**ACTION ITEM**
Look through the listing below, and wherever a line has the string "than", copy it.

**EXCERPTED RECORDS**
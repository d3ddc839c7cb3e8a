// Copyright 2025-present Harīṣh Tummalachērla
// SPDX-License-Identifier: Apache-2.0

//! In-order character walk with contiguity rewards.
//!
//! Walks the candidate once, consuming pattern characters in order. A match
//! right after the previous one (a contiguous run) earns more than a match
//! after a gap. Candidates whose length is far from the pattern's, beyond the
//! configured tolerance, lose score in proportion to how long they are.

/// Points for a pattern character matched right after the previous match.
/// The first character counts as contiguous when it opens the candidate.
pub const CONTIGUOUS_MATCH_POINTS: f64 = 0.9;

/// Points for a pattern character matched after a gap.
pub const GAPPED_MATCH_POINTS: f64 = 0.6;

/// Score for a candidate that contains the pattern verbatim.
pub const CONTAINMENT_SCORE: f64 = 1.0;

/// Score `candidate` against `pattern` in `[0, 1]`, higher is better.
///
/// - Verbatim containment short-circuits to 1.0, before any length penalty.
/// - If some pattern character can't be found in order, the score is 0.
/// - Otherwise the accumulated points, reduced by the length penalty when
///   `|len(candidate) - len(pattern)| > distance`, divided by `len(pattern)`.
///
/// Lengths are in characters. Both inputs are expected to be normalized.
pub fn subsequence_score(candidate: &str, pattern: &str, distance: usize) -> f64 {
    if candidate.contains(pattern) {
        return CONTAINMENT_SCORE;
    }

    let pattern: Vec<char> = pattern.chars().collect();
    let mut score = 0.0;
    let mut matched = 0;
    // Position right after the previous match; 0 before any match.
    let mut next_contiguous = 0;
    let mut candidate_len = 0;

    for (idx, c) in candidate.chars().enumerate() {
        candidate_len = idx + 1;
        if matched < pattern.len() && c == pattern[matched] {
            score += if idx == next_contiguous {
                CONTIGUOUS_MATCH_POINTS
            } else {
                GAPPED_MATCH_POINTS
            };
            next_contiguous = idx + 1;
            matched += 1;
        }
    }

    if matched < pattern.len() {
        return 0.0;
    }

    score *= length_penalty(candidate_len, pattern.len(), distance);
    score / pattern.len() as f64
}

/// Multiplier in `[0, 1]` for candidates whose length differs from the
/// pattern's by more than `distance` characters.
pub fn length_penalty(candidate_len: usize, pattern_len: usize, distance: usize) -> f64 {
    let diff = candidate_len.abs_diff(pattern_len);
    if diff <= distance || candidate_len == 0 {
        return 1.0;
    }
    (1.0 - (diff - distance) as f64 / candidate_len as f64).max(0.0)
}
// Copyright 2025-present Harīṣh Tummalachērla
// SPDX-License-Identifier: Apache-2.0

//! Loading a suggestion column from a file on disk.
//!
//! Three layouts are understood, picked by extension:
//!
//! - `.json`: an array of rows, each an array of cells. Strings are taken as-is,
//!   numbers and booleans are printed, `null` is an empty cell.
//! - `.tsv`: one row per line, cells separated by tabs.
//! - anything else: one value per line (a single-column sheet).

use std::fs;
use std::path::Path;

use anyhow::{Context, Result};
use serde_json::Value;

use column_suggest::column_values;

/// A raw table as read from disk; `None` is an empty cell.
pub type Rows = Vec<Vec<Option<String>>>;

fn cell(value: Value) -> Option<String> {
    match value {
        Value::Null => None,
        Value::String(s) => Some(s),
        other => Some(other.to_string()),
    }
}

fn parse_json_rows(content: &str) -> Result<Rows> {
    let rows: Vec<Vec<Value>> =
        serde_json::from_str(content).context("expected a JSON array of rows (arrays of cells)")?;
    Ok(rows
        .into_iter()
        .map(|row| row.into_iter().map(cell).collect())
        .collect())
}

fn parse_delimited_rows(content: &str, delimiter: Option<char>) -> Rows {
    content
        .lines()
        .map(|line| match delimiter {
            Some(d) => line.split(d).map(|c| Some(c.to_string())).collect(),
            None => vec![Some(line.to_string())],
        })
        .collect()
}

/// Parse `content` according to the layout implied by `path`.
pub fn parse_rows(path: &Path, content: &str) -> Result<Rows> {
    match path.extension().and_then(|e| e.to_str()) {
        Some(ext) if ext.eq_ignore_ascii_case("json") => parse_json_rows(content),
        Some(ext) if ext.eq_ignore_ascii_case("tsv") => Ok(parse_delimited_rows(content, Some('\t'))),
        _ => Ok(parse_delimited_rows(content, None)),
    }
}

/// Read `path` and extract the values of `column`.
pub fn load_column(path: &Path, column: usize, skip_header: bool) -> Result<Vec<Option<String>>> {
    let content =
        fs::read_to_string(path).with_context(|| format!("failed to read corpus {}", path.display()))?;
    let rows = parse_rows(path, &content).with_context(|| format!("failed to parse {}", path.display()))?;
    let values = column_values(&rows, column, skip_header)?;
    tracing::info!(
        path = %path.display(),
        rows = rows.len(),
        column,
        values = values.len(),
        "loaded corpus"
    );
    Ok(values)
}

**EXERCISE SOLUTION**
//! right after the previous one (a contiguous run) earns more than a match
/// pattern's by more than `distance` characters.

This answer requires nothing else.